Tourism development–poverty reduction nexus
In the 1990s, Great Britain implemented the “PPTpolicy,” which consists of promoting and strengthening the relationship between tourism businesses and poor people (Zhao, 2014). Based on this policy, developing countries have considered tourism to promote economic growth and reduce poverty. Theoretically, Balassa (1978) and Enilov and Wang (2021) documented that the tourism-economic growth nexus is rooted in international trade theories. Consistent with international trade theories, Blake et al. (2008) highlighted that tourism could contribute to poverty reduction through international trade. In the same context, Zhao and Xia (2020) documented that the pro-poor tourism effect is based on international theory. Similarly, Folarin & Adeniyi (2019) argued that the openness of developing countries could be profitable to the poor through tourism development. Additionally, Medina-Muñoz et al. (2016) argued that the PPT effect could be observed in terms of the tourism sector through accommodation, food and beverage, leisure, transport, and travel organization. Also, Erskine and Meyer (2012) documented that tourism can contribute to poverty reduction through agriculture, manufacturing, other service sectors.
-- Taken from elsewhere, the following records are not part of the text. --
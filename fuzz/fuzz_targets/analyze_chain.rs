#![no_main]

use certchain_lib::{chain_from_pem, is_pem, Chain, ChainValidator, TrustStores};
use libfuzzer_sys::fuzz_target;

fuzz_target!(|data: &[u8]| {
    // Chain ingestion may reject input, but accepted chains must analyze
    // without panicking and keep the report self-consistent.
    let chain = if is_pem(data) {
        chain_from_pem(data)
    } else {
        Chain::from_json(data)
    };
    let Ok(chain) = chain else {
        return;
    };

    let stores = TrustStores::new();
    let report = ChainValidator::new(&stores).analyze(&chain);
    assert_eq!(report.length, chain.len());
    assert!(report.mismatches <= report.total_pairs);
    assert!(report.subchains.subchains.len() <= report.subchains.count);
    let _ = certchain_lib::display_report(&report);
});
Recently, Folarin and Adeniyi (2019) argued that the positive contribution of tourism development to economic growth could be translated into economic development. Therefore, the recent studies try to examine the influence of tourism development on poverty reduction. As argued by Kim et al. (2016), previous studies on the impact of tourism development on poverty alleviation can be categorized into two types. On the one hand, due to the lack of data on poverty, some studies use a qualitative approach to explain the influence of tourism on poverty reduction (e.g., Harrison and Schipani, 2007; Medina et al. 2016; Scheyvens and Russell, 2012; Truong et al., 2014; Zhao and Ritchie, 2007). However, Saayman et al. (2012) argued that to comprehend the significant effect of tourism on poverty reduction, methodology development must be considered.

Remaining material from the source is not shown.